Steinbeck achieved his first critical success with Tortilla Flat (1935), a novel that won the California Commonwealth Club’s Gold Medal. It portrays the adventures of a group of classless and usually homeless young men in Monterey after World War I, just before U.S. prohibition. Soon thereafter, he began to write a series of “California novels” and Dust Bowl fiction, examining the lives of the working class and migrant workers during the Dust Bowl and the Great Depression. These included In Dubious Battle (1936), as well as the critically acclaimed 1937 drama about the dreams of a pair of migrant agricultural laborers in California, Of Mice and Men; and most notably, The Grapes of Wrath (1939), which was based on newspaper articles about migrant agricultural workers that he had written in San Francisco, and which were collected under the title The Harvest Gypsies. The Grapes of Wrath is commonly considered his greatest work. According to The New York Times, it was the best-selling book of 1939 and 430,000 copies had been printed by February 1940. In that month it won the National Book Award and, later that same year, the Pulitzer Prize for Fiction. It was adapted as a film directed by John Ford, starring Henry Fonda as Tom Joad; Fonda was in turn nominated for the best actor Academy Award.

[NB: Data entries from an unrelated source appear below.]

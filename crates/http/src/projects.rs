// Copyright The AgentSmith-Hub Authors
// SPDX-License-Identifier: Apache-2.0

//! Project restart (spec §4.7): stop every listed project, then start every one that's now
//! stopped, without tearing down components shared by projects that stay running throughout.

use crate::error::ApiError;
use crate::AppState;
use axum::extract::State;
use axum::http::StatusCode;
use axum::response::IntoResponse;
use axum::routing::post;
use axum::{Json, Router};
use cplane_core::Error;
use serde::Deserialize;

pub(crate) fn routes() -> Router<AppState> {
    Router::new().route("/projects/restart", post(restart))
}

#[derive(Deserialize)]
struct RestartRequest {
    ids: Vec<String>,
    #[serde(default = "default_reason")]
    reason: String,
}

fn default_reason() -> String {
    "manual".to_string()
}

async fn restart(State(state): State<AppState>, Json(body): Json<RestartRequest>) -> Result<impl IntoResponse, ApiError> {
    if !state.is_leader {
        return Err(ApiError(Error::Conflict {
            context: cplane_core::Context::default(),
            message: "this node is a follower; submit restarts to the leader".to_string(),
        }));
    }
    state.pcm.restart_projects(&body.ids, &body.reason).await?;
    Ok(StatusCode::OK)
}
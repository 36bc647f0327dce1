// Copyright The AgentSmith-Hub Authors
// SPDX-License-Identifier: Apache-2.0

//! The HTTP Surface (spec §4.10): component CRUD, batch apply, project restart, journal and
//! error-log queries, cluster membership, and the follower-side sync intake route, composed the
//! way the teacher composes its admin server — per-resource route modules merged into one
//! `Router<AppState>`, served with graceful shutdown on a [`CancellationToken`].

mod auth;
mod batch;
mod cluster;
mod components;
pub mod error;
mod errorlog;
mod health;
mod journal;
mod projects;
mod sync_intake;

use axum::middleware;
use axum::Router;
use cplane_catalog::Catalog;
use cplane_errorlog::ErrorLogAggregator;
use cplane_journal::Journal;
use cplane_membership::Membership;
use cplane_pending::Pcm;
use cplane_sync::SyncBus;
use cplane_telemetry::otel_info;
use std::net::SocketAddr;
use std::sync::Arc;
use thiserror::Error;
use tokio::net::TcpListener;
use tokio_util::sync::CancellationToken;

/// Errors standing up the HTTP surface.
#[derive(Error, Debug)]
pub enum ServeError {
    /// `bind_address` could not be parsed as a socket address.
    #[error("invalid bind address '{bind_address}': {details}")]
    InvalidBindAddress {
        /// The address that failed to parse.
        bind_address: String,
        /// Parse error details.
        details: String,
    },
    /// The TCP listener could not be bound.
    #[error("failed to bind HTTP server on '{addr}': {details}")]
    BindFailed {
        /// The address that failed to bind.
        addr: String,
        /// Bind error details.
        details: String,
    },
    /// The server exited with an error while serving.
    #[error("HTTP server error on '{addr}': {details}")]
    ServerError {
        /// The address the server was bound to.
        addr: String,
        /// Server error details.
        details: String,
    },
}

/// Shared state every handler reads from.
#[derive(Clone)]
struct AppState {
    catalog: Arc<Catalog>,
    pcm: Arc<Pcm>,
    sync: Arc<SyncBus>,
    journal: Arc<Journal>,
    errorlog: Arc<ErrorLogAggregator>,
    membership: Arc<Membership>,
    auth_token: Arc<str>,
    is_leader: bool,
}

/// Everything [`run`] needs to wire up the HTTP surface.
pub struct Dependencies {
    /// The Config Store.
    pub catalog: Arc<Catalog>,
    /// The Pending-Change Manager.
    pub pcm: Arc<Pcm>,
    /// The Synchronization Bus (used here only for follower-side intake; fan-out is driven
    /// directly by the PCM's [`cplane_pending::ChangePublisher`]).
    pub sync: Arc<SyncBus>,
    /// The Operations Journal.
    pub journal: Arc<Journal>,
    /// The Error-Log Aggregator.
    pub errorlog: Arc<ErrorLogAggregator>,
    /// Cluster membership.
    pub membership: Arc<Membership>,
    /// The cluster-wide shared auth token.
    pub auth_token: String,
    /// Whether this node is the cluster leader (gates write routes).
    pub is_leader: bool,
}

/// Binds `bind_address` and serves the HTTP surface until `cancel` fires.
///
/// # Errors
/// Returns [`ServeError`] if the address is invalid, the listener can't be bound, or the server
/// exits with an I/O error.
pub async fn run(bind_address: &str, deps: Dependencies, cancel: CancellationToken) -> Result<(), ServeError> {
    let state = AppState {
        catalog: deps.catalog,
        pcm: deps.pcm,
        sync: deps.sync,
        journal: deps.journal,
        errorlog: deps.errorlog,
        membership: deps.membership,
        auth_token: Arc::from(deps.auth_token.as_str()),
        is_leader: deps.is_leader,
    };

    let authenticated = Router::new()
        .merge(components::routes())
        .merge(projects::routes())
        .merge(batch::routes())
        .merge(journal::routes())
        .merge(errorlog::routes())
        .merge(cluster::routes())
        .merge(sync_intake::routes())
        .layer(middleware::from_fn_with_state(state.clone(), auth::require_token));

    let app = Router::new().merge(health::routes()).merge(authenticated).with_state(state);

    let addr = bind_address
        .parse::<SocketAddr>()
        .map_err(|e| ServeError::InvalidBindAddress { bind_address: bind_address.to_string(), details: e.to_string() })?;

    let listener = TcpListener::bind(&addr)
        .await
        .map_err(|e| ServeError::BindFailed { addr: addr.to_string(), details: e.to_string() })?;

    otel_info!("http.listening", addr = %addr);

    axum::serve(listener, app)
        .with_graceful_shutdown(async move { cancel.cancelled().await })
        .await
        .map_err(|e| ServeError::ServerError { addr: addr.to_string(), details: e.to_string() })
}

Steinbeck’s first post-WWII novel Cannery Row (1945) became so famous that Ocean View Avenue in Monterey, the location of the book, was eventually renamed Cannery Row in 1958. In 1950, he began to work on the epic novel East of Eden, which was published in 1952, and which he himself considered his best work. Among his final books are the 1960 travelogue Travels with Charley: In Search of America, about his cross-country road trip with his poodle Charley, in which Steinbeck bemoans his lost youth and roots, while dispensing both criticism and praise for America, and his final novel The Winter of Our Discontent (1961), which examines the American society’s moral decline.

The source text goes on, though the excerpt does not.